━━━━━ Records supplied ━━━━━

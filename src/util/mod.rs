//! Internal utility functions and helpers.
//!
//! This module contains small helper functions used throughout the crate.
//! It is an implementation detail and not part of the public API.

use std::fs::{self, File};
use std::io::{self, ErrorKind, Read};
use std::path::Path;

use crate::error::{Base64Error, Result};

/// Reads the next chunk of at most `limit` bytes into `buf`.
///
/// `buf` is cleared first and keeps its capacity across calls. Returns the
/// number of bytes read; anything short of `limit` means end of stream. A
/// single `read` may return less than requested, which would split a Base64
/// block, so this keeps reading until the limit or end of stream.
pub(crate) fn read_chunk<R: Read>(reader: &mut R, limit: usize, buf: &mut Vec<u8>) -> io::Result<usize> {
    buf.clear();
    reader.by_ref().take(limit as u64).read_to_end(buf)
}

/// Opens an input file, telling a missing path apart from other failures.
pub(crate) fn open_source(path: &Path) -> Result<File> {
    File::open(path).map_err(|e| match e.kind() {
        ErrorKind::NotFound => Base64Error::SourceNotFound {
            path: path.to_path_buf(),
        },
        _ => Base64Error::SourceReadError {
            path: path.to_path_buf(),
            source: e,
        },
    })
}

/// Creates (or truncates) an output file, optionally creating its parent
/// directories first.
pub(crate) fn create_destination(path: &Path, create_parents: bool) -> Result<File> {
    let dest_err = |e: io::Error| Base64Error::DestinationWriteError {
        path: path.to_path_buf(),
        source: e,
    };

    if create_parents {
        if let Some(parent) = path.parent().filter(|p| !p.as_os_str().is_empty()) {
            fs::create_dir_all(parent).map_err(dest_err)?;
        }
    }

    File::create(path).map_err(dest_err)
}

━━━━━

Your assignment >> Return word for word the lines above from the line with "of stream. A" to the line with "pub(crate) fn read_chunk<R: Read>(reader: &mut", including both and leaving out all others.

Output for this exercise >>
/// number of bytes read; anything short of `limit` means end of stream. A
/// single `read` may return less than requested, which would split a Base64
/// block, so this keeps reading until the limit or end of stream.
pub(crate) fn read_chunk<R: Read>(reader: &mut R, limit: usize, buf: &mut Vec<u8>) -> io::Result<usize> {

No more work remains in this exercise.